In addition to the policy issues raised regarding the policies used to distribute DSH funds, the growth of Medicare and Medicaid managed care has put pressure on safety net hospitals. Many states are relying on managed care to serve their Medicaid populations (and control costs). Between 1991 and 2000, the proportion of Medicaid beneficiaries enrolled in managed care plans mushroomed from less than 10 percent to 57 percent (Iglehart, 1999; Kaiser, 2002). Under Medicaid managed care, care is moving to the outpatient setting and to hospitals that are not traditional safety net providers. As a result, safety net hospitals may lose not only the patient care payments for former patrons who obtain their care in other settings or at other hospitals, but also a portion of the Medicare and Medicaid DSH payments that they would have received if they had retained those patients.

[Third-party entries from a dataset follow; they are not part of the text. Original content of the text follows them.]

//! Fixed-resolution fader level codec

use std::fmt;
use std::str::FromStr;
use std::sync::atomic::{AtomicU32, Ordering};

use thiserror::Error;

/// Fader resolution of X Air / M Air console firmware.
pub const XAIR_FADER_STEPS: u32 = 1024;

/// A fader level at the X Air firmware resolution.
pub type XAirLevel = FaderLevel<XAIR_FADER_STEPS>;

/// Error returned when a string is not a valid fader dB value.
#[derive(Debug, Clone, PartialEq, Eq, Error)]
#[error("invalid fader dB string {value:?}")]
pub struct ParseLevelError {
    value: String,
}

impl ParseLevelError {
    fn new(value: impl Into<String>) -> Self {
        Self {
            value: value.into(),
        }
    }

    /// The rejected input.
    pub fn value(&self) -> &str {
        &self.value
    }
}

/// A fader position on an `N`-step console fader.
///
/// The canonical state is a single step index in `[0, N-1]`; the float
/// level in `[0, 1]`, the dB value, and the console's OSC dB string are
/// all derived from it, so the four representations can never disagree.
/// Conversions reproduce the console firmware's rounding exactly,
/// including its deliberate "add half a step, truncate" index rounding.
///
/// The index is stored atomically, so a level shared between a receive
/// handler and a main thread can be read while it is written without
/// ever observing a torn value.
///
/// ```
/// use taper::XAirLevel;
///
/// let level = XAirLevel::from_float(0.75);
/// assert_eq!(level.index(), 767);
/// assert_eq!(level.osc_string(), "0.0"); // unity gain at 3/4 travel
/// ```
///
/// Resolutions below two steps leave the arithmetic undefined and are
/// rejected at compile time:
///
/// ```compile_fail
/// let broken = taper::FaderLevel::<1>::new();
/// ```
#[derive(Debug)]
pub struct FaderLevel<const N: u32> {
    idx: AtomicU32,
}

impl<const N: u32> FaderLevel<N> {
    // Evaluated at monomorphization; N = 0 or 1 would divide by N - 1.
    const STEPS_OK: () = assert!(N > 1, "fader resolution N must be at least 2");

    /// Create a level at the bottom of the fader travel (silence).
    pub fn new() -> Self {
        Self::from_float(0.0)
    }

    /// Create a level from a float in `[0, 1]`; out-of-range input clips.
    pub fn from_float(level: f32) -> Self {
        let _ = Self::STEPS_OK;
        Self {
            idx: AtomicU32::new(Self::index_from_float(level)),
        }
    }

    /// Create a level from a console dB string such as `"-10.4"`, `"+2.0"`
    /// or `"-oo"`.
    pub fn from_osc_str(value: &str) -> Result<Self, ParseLevelError> {
        let level = Self::new();
        level.set_osc_string(value)?;
        Ok(level)
    }

    /// Number of discrete fader positions.
    pub const fn steps() -> u32 {
        N
    }

    /// Convert a float level in `[0, 1]` to a step index.
    ///
    /// Out-of-range input clips to the ends of the travel. The rounding is
    /// the firmware's own: scale by `N - 1 + 0.5` and truncate. This is
    /// not nearest-rounding and must stay that way; the console disagrees
    /// with `round(level * (N - 1))` at roughly a quarter of all levels.
    pub fn index_from_float(flevel: f32) -> u32 {
        let _ = Self::STEPS_OK;
        let flevel = if flevel > 1.0 {
            1.0
        } else if flevel <= 0.0 {
            0.0
        } else {
            flevel
        };

        let idx = (flevel * ((N - 1) as f32 + 0.5)) as u32;

        // Guards float overshoot at flevel = 1.0.
        idx.min(N - 1)
    }

    /// Convert a dB value to a step index, inverting the piecewise taper.
    ///
    /// Evaluated top band first with the segment boundaries recomputed
    /// from `N`, then rounded onto the grid exactly like
    /// [`index_from_float`](Self::index_from_float), so the result always
    /// lands in `[0, N-1]` even for out-of-range dB input.
    pub fn index_from_db(db: f32) -> u32 {
        let _ = Self::STEPS_OK;
        let level = if db >= (40.0 * N as f32) / (2 * (N - 1)) as f32 - 30.0 {
            (db + 30.0) / 40.0
        } else if db >= (80.0 * N as f32) / (4 * (N - 1)) as f32 - 50.0 {
            (db + 50.0) / 80.0
        } else if db >= (160.0 * N as f32) / (16 * (N - 1)) as f32 - 70.0 {
            (db + 70.0) / 160.0
        } else if db > -90.0 {
            (db + 90.0) / 480.0
        } else {
            // At or below -90 dB the fader is all the way down.
            0.0
        };

        Self::index_from_float(level)
    }

    /// Current step index.
    pub fn index(&self) -> u32 {
        self.idx.load(Ordering::SeqCst)
    }

    /// Set the level by step index; indices past the top clamp to `N - 1`.
    pub fn set_index(&self, index: u32) {
        self.idx.store(index.min(N - 1), Ordering::SeqCst);
    }

    /// Current level as a float in `[0, 1]`.
    pub fn float(&self) -> f32 {
        self.index() as f32 / (N - 1) as f32
    }

    /// Set the level by float value; out-of-range input clips.
    pub fn set_float(&self, level: f32) {
        self.idx.store(Self::index_from_float(level), Ordering::SeqCst);
    }

    /// Current level in dB.
    ///
    /// Piecewise-linear taper per Behringer: four bands of increasing
    /// resolution toward the bottom of the travel, `-144` dB standing in
    /// for -oo at index 0.
    pub fn db(&self) -> f32 {
        let idx = self.index();

        if idx >= N / 2 {
            (40.0 * idx as f32) / (N - 1) as f32 - 30.0
        } else if idx >= N / 4 {
            (80.0 * idx as f32) / (N - 1) as f32 - 50.0
        } else if idx >= N / 16 {
            (160.0 * idx as f32) / (N - 1) as f32 - 70.0
        } else if idx > 0 {
            (480.0 * idx as f32) / (N - 1) as f32 - 90.0
        } else {
            -144.0
        }
    }

    /// Set the level by dB value; values outside the taper's range clip.
    pub fn set_db(&self, db: f32) {
        self.idx.store(Self::index_from_db(db), Ordering::SeqCst);
    }

    /// The dB value in the console's OSC wire convention: `"-oo"` at the
    /// bottom of the travel, otherwise a signed value with one tenths
    /// digit, e.g. `"-10.4"` or `"+2.0"`.
    ///
    /// Tenths are rounded half-up by adding 0.05 dB worth and truncating,
    /// matching the firmware digit for digit. Exactly 0.0 dB carries no
    /// sign at all; the console makes no distinction between "+0.0" and
    /// "-0.0".
    pub fn osc_string(&self) -> String {
        let db = self.db();
        if db == -144.0 {
            return "-oo".to_string();
        }

        let mut sign = if db < 0.0 { "-" } else { "+" };
        let abs = if db < 0.0 { -db } else { db };

        let rounded = (10.0 * abs + 0.5) as i32 as f32 * 0.1;
        let whole = rounded as i32;
        let tenth = (10.0 * rounded - (10 * whole) as f32) as i32;

        if whole == 0 && tenth == 0 {
            sign = "";
        }

        format!("{sign}{whole}.{tenth}")
    }

    /// Set the level from a console dB string.
    ///
    /// `"-oo"` drops the fader to index 0; anything else must parse as a
    /// signed decibel number. A malformed string is a hard error, never a
    /// silent default.
    pub fn set_osc_string(&self, value: &str) -> Result<(), ParseLevelError> {
        if value == "-oo" {
            self.idx.store(0, Ordering::SeqCst);
            return Ok(());
        }

        let db: f32 = value
            .trim()
            .parse()
            .map_err(|_| ParseLevelError::new(value))?;
        self.set_db(db);
        Ok(())
    }
}

impl<const N: u32> Default for FaderLevel<N> {
    fn default() -> Self {
        Self::new()
    }
}

impl<const N: u32> fmt::Display for FaderLevel<N> {
    fn fmt(&self, f: &mut fmt::Formatter<'_>) -> fmt::Result {
        f.write_str(&self.osc_string())
    }
}

impl<const N: u32> FromStr for FaderLevel<N> {
    type Err = ParseLevelError;

    fn from_str(s: &str) -> Result<Self, Self::Err> {
        Self::from_osc_str(s)
    }
}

Medicare managed care growth also affects the flow of Medicare DSH funds to safety net hospitals.6 The number of Medicare inpatient discharges eligible for direct DSH payments decreases as the number of Medicare managed care enrollees increases. If the amounts implicit for DSH in the managed care capitated rates are not passed on by Medicare+Choice organizations, there is a decline in hospital revenues.7
6. Nationally, Medicare managed care enrollment grew rapidly from 3.3 percent in 1990 to 15.4 percent in 1998 (U.S. Congress, 1999) and then has declined slightly (KFF, 2002).
7. The BBA established effective January 1, 1998 a direct pass-though payment to teaching hospitals for indirect medical education costs attributable to Medicare managed care enrollees. There is no comparable provision for DSH payments.